Start of Block

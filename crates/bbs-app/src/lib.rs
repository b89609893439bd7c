//! Application layer for the BBS terminal
//!
//! Pure state machines and a generic runtime, so the same screen logic runs
//! in the terminal and in deterministic simulation.
//!
//! # Components
//!
//! - [`App`]: screen progression (boot, splash, content) and input handling
//! - [`Feed`]: post feed shaping (placeholders, timestamps, entrance timing)
//! - [`Driver`]: trait for platform-specific I/O
//! - [`Runtime`]: generic orchestration loop using a Driver, a post store and
//!   a session store

#![forbid(unsafe_code)]
#![deny(missing_docs)]

mod action;
mod app;
mod config;
mod driver;
mod event;
pub mod feed;
mod input;
mod runtime;
mod state;

pub use action::AppAction;
pub use app::App;
pub use config::{AppConfig, DEFAULT_PASSWORD, DisplayZone};
pub use driver::Driver;
pub use event::AppEvent;
pub use feed::{Feed, FeedEntry, FeedStatus};
pub use input::KeyInput;
pub use runtime::Runtime;
pub use state::{AppPhase, BootScreen, SplashScreen};
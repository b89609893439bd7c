//! Post feed shaping.
//!
//! Turns the posts delivered by the listing collaborator into display
//! entries: formatted dates and times, a placeholder while loading or on
//! failure, and staggered entrance timing by position. Order is preserved as
//! delivered; the feed never re-sorts.

use std::time::Duration;

use bbs_core::Timestamp;
use bbs_posts::PostSummary;
use chrono::{DateTime, Utc};

use crate::{AppConfig, DisplayZone};

/// Shown while the fetch is in flight.
pub const LOADING_MESSAGE: &str = "LOADING POSTS...";

/// Shown when the fetch failed.
pub const ERROR_MESSAGE: &str = "FAILED TO LOAD POSTS";

/// Shown when there are no published posts.
pub const EMPTY_MESSAGE: &str = "NO POSTS YET";

/// `DD.MM.YYYY` in `zone`.
pub fn format_date(ts: DateTime<Utc>, zone: &DisplayZone) -> String {
    ts.with_timezone(&zone.offset()).format("%d.%m.%Y").to_string()
}

/// 12-hour time with AM/PM and the zone label, e.g. `9:00 AM GMT`.
pub fn format_time(ts: DateTime<Utc>, zone: &DisplayZone) -> String {
    let local = ts.with_timezone(&zone.offset()).format("%-I:%M %p");
    format!("{local} {}", zone.label())
}

/// Entrance delay of the entry at `index`.
pub fn stagger_delay(index: usize, stagger: Duration) -> Duration {
    stagger.saturating_mul(u32::try_from(index).unwrap_or(u32::MAX))
}

/// Fetch state of the feed.
#[derive(Debug, Clone, Copy, PartialEq, Eq)]
pub enum FeedStatus {
    /// Fetch in flight.
    Loading,
    /// Fetch failed. Terminal for this mount; there is no retry.
    Failed,
    /// Posts arrived (possibly none).
    Ready,
}

/// One post, formatted for display.
#[derive(Debug, Clone, PartialEq, Eq)]
pub struct FeedEntry {
    /// Post id.
    pub id: String,
    /// `DD.MM.YYYY`.
    pub date: String,
    /// `H:MM AM ZONE`.
    pub time: String,
    /// Headline.
    pub title: String,
    /// Body text.
    pub body: String,
    /// Optional image reference.
    pub image_ref: Option<String>,
    /// Entrance delay after the posts arrived.
    pub delay: Duration,
}

impl FeedEntry {
    /// Format `post` at position `index`.
    pub fn from_summary(post: PostSummary, index: usize, zone: &DisplayZone, stagger: Duration) -> Self {
        Self {
            date: format_date(post.timestamp, zone),
            time: format_time(post.timestamp, zone),
            id: post.id,
            title: post.title,
            body: post.body,
            image_ref: post.image_ref,
            delay: stagger_delay(index, stagger),
        }
    }
}

/// Feed state for one mount of the content screen.
#[derive(Debug, Clone)]
pub struct Feed<I> {
    zone: DisplayZone,
    stagger: Duration,
    entrance: Duration,
    status: FeedStatus,
    entries: Vec<FeedEntry>,
    arrived_at: Option<I>,
    /// Whether the last poll saw an entrance in progress.
    animating: bool,
}

impl<I: Timestamp> Feed<I> {
    /// Empty feed waiting for its fetch.
    pub fn new(zone: DisplayZone, stagger: Duration, entrance: Duration) -> Self {
        Self {
            zone,
            stagger,
            entrance,
            status: FeedStatus::Loading,
            entries: Vec::new(),
            arrived_at: None,
            animating: false,
        }
    }

    /// Feed using the zone and entrance timings of `config`.
    pub fn from_config(config: &AppConfig) -> Self {
        Self::new(config.zone.clone(), config.feed_stagger, config.feed_entrance)
    }

    /// Accept the fetched posts at `now`.
    ///
    /// Posts are write-once: a feed that already settled ignores further
    /// deliveries. Returns whether the posts were accepted.
    pub fn load(&mut self, posts: Vec<PostSummary>, now: I) -> bool {
        if self.status != FeedStatus::Loading {
            return false;
        }
        self.entries = posts
            .into_iter()
            .enumerate()
            .map(|(index, post)| FeedEntry::from_summary(post, index, &self.zone, self.stagger))
            .collect();
        self.arrived_at = Some(now);
        self.animating = !self.entries.is_empty();
        self.status = FeedStatus::Ready;
        true
    }

    /// Record a failed fetch. Returns whether the failure was accepted.
    pub fn fail(&mut self) -> bool {
        if self.status != FeedStatus::Loading {
            return false;
        }
        self.status = FeedStatus::Failed;
        true
    }

    /// Advance entrance animations. Returns `true` if a redraw is needed:
    /// while any entrance runs, and once more when the last one ends.
    pub fn poll(&mut self, now: I) -> bool {
        let was_animating = self.animating;
        self.animating = self.status == FeedStatus::Ready && !self.is_settled(now);
        was_animating
    }

    /// Fetch state.
    pub fn status(&self) -> FeedStatus {
        self.status
    }

    /// Formatted entries, in delivery order.
    pub fn entries(&self) -> &[FeedEntry] {
        &self.entries
    }

    /// Message to show instead of entries. `None` when entries are shown.
    pub fn placeholder(&self) -> Option<&'static str> {
        match self.status {
            FeedStatus::Loading => Some(LOADING_MESSAGE),
            FeedStatus::Failed => Some(ERROR_MESSAGE),
            FeedStatus::Ready if self.entries.is_empty() => Some(EMPTY_MESSAGE),
            FeedStatus::Ready => None,
        }
    }

    /// Entrance progress of the entry at `index`, from 0 (hidden) to 1
    /// (fully shown).
    pub fn entrance_progress(&self, index: usize, now: I) -> f32 {
        let Some(entry) = self.entries.get(index) else {
            return 0.0;
        };
        let elapsed = self.elapsed(now);
        if elapsed < entry.delay {
            return 0.0;
        }
        if self.entrance.is_zero() {
            return 1.0;
        }
        let into = elapsed.saturating_sub(entry.delay);
        (into.as_secs_f32() / self.entrance.as_secs_f32()).min(1.0)
    }

    /// Whether every entrance finished.
    pub fn is_settled(&self, now: I) -> bool {
        match self.entries.last() {
            Some(last) => self.elapsed(now) >= last.delay + self.entrance,
            None => true,
        }
    }

    /// Zone used for timestamps.
    pub fn zone(&self) -> &DisplayZone {
        &self.zone
    }

    fn elapsed(&self, now: I) -> Duration {
        match self.arrived_at {
            Some(at) if now > at => now - at,
            _ => Duration::ZERO,
        }
    }
}

#[cfg(test)]
mod tests {
    use std::time::Instant;

    use chrono::TimeZone;

    use super::*;

    fn ms(n: u64) -> Duration {
        Duration::from_millis(n)
    }

    fn preview() -> PostSummary {
        PostSummary {
            id: "3".into(),
            timestamp: Utc.with_ymd_and_hms(2026, 1, 5, 9, 0, 0).unwrap(),
            title: "TRACK PREVIEW".into(),
            body: "Snippet...".into(),
            image_ref: Some("/images/track-preview.jpg".into()),
        }
    }

    fn feed() -> Feed<Instant> {
        Feed::new(DisplayZone::gmt(), ms(100), ms(300))
    }

    #[test]
    fn formats_date_and_time() {
        let ts = Utc.with_ymd_and_hms(2026, 1, 5, 9, 0, 0).unwrap();
        assert_eq!(format_date(ts, &DisplayZone::gmt()), "05.01.2026");
        assert_eq!(format_time(ts, &DisplayZone::gmt()), "9:00 AM GMT");

        let pm = Utc.with_ymd_and_hms(2026, 1, 2, 15, 30, 0).unwrap();
        assert_eq!(format_time(pm, &DisplayZone::gmt()), "3:30 PM GMT");

        let noon = Utc.with_ymd_and_hms(2026, 1, 1, 12, 0, 0).unwrap();
        assert_eq!(format_time(noon, &DisplayZone::gmt()), "12:00 PM GMT");
    }

    #[test]
    fn zone_offset_can_move_the_date() {
        let ts = Utc.with_ymd_and_hms(2026, 1, 5, 23, 30, 0).unwrap();
        let zone = DisplayZone::from_hours(2, "EET").unwrap();

        assert_eq!(format_date(ts, &zone), "06.01.2026");
        assert_eq!(format_time(ts, &zone), "1:30 AM EET");
    }

    #[test]
    fn placeholders_follow_status() {
        let t0 = Instant::now();

        let mut loading = feed();
        assert_eq!(loading.placeholder(), Some(LOADING_MESSAGE));

        loading.fail();
        assert_eq!(loading.placeholder(), Some(ERROR_MESSAGE));

        let mut empty = feed();
        empty.load(Vec::new(), t0);
        assert_eq!(empty.placeholder(), Some(EMPTY_MESSAGE));

        let mut full = feed();
        full.load(vec![preview()], t0);
        assert_eq!(full.placeholder(), None);
    }

    #[test]
    fn single_post_renders_one_entry() {
        let mut feed = feed();
        feed.load(vec![preview()], Instant::now());

        let [entry] = feed.entries() else {
            panic!("expected one entry");
        };
        assert_eq!(entry.date, "05.01.2026");
        assert!(entry.time.ends_with(" GMT"));
        assert_eq!(entry.delay, Duration::ZERO);
    }

    #[test]
    fn entries_stagger_by_index() {
        let t0 = Instant::now();
        let mut feed = feed();
        feed.load(vec![preview(), preview(), preview()], t0);

        let delays: Vec<_> = feed.entries().iter().map(|e| e.delay).collect();
        assert_eq!(delays, [ms(0), ms(100), ms(200)]);

        assert_eq!(feed.entrance_progress(1, t0 + ms(50)), 0.0);
        assert!((feed.entrance_progress(1, t0 + ms(250)) - 0.5).abs() < 1e-3);
        assert_eq!(feed.entrance_progress(2, t0 + ms(500)), 1.0);
        assert!(!feed.is_settled(t0 + ms(499)));
        assert!(feed.is_settled(t0 + ms(500)));
    }

    #[test]
    fn feed_is_write_once() {
        let t0 = Instant::now();
        let mut feed = feed();
        assert!(feed.load(vec![preview()], t0));

        assert!(!feed.load(Vec::new(), t0));
        assert!(!feed.fail());
        assert_eq!(feed.entries().len(), 1);
    }

    #[test]
    fn poll_requests_one_redraw_after_settling() {
        let t0 = Instant::now();
        let mut feed = feed();
        feed.load(vec![preview()], t0);

        assert!(feed.poll(t0 + ms(100)));
        assert!(feed.poll(t0 + ms(300)));
        assert!(!feed.poll(t0 + ms(400)));
    }
}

End of Block

Your objective: Exactly as they appear, copy the lines of the listing above from the first through the one that contains "for platform-specific I/O", and nothing more.

Exercise answer:
filename crates/bbs-app/src/lib.rs
repository b89609893439bd7c
//! Application layer for the BBS terminal
//!
//! Pure state machines and a generic runtime, so the same screen logic runs
//! in the terminal and in deterministic simulation.
//!
//! # Components
//!
//! - [`App`]: screen progression (boot, splash, content) and input handling
//! - [`Feed`]: post feed shaping (placeholders, timestamps, entrance timing)
//! - [`Driver`]: trait for platform-specific I/O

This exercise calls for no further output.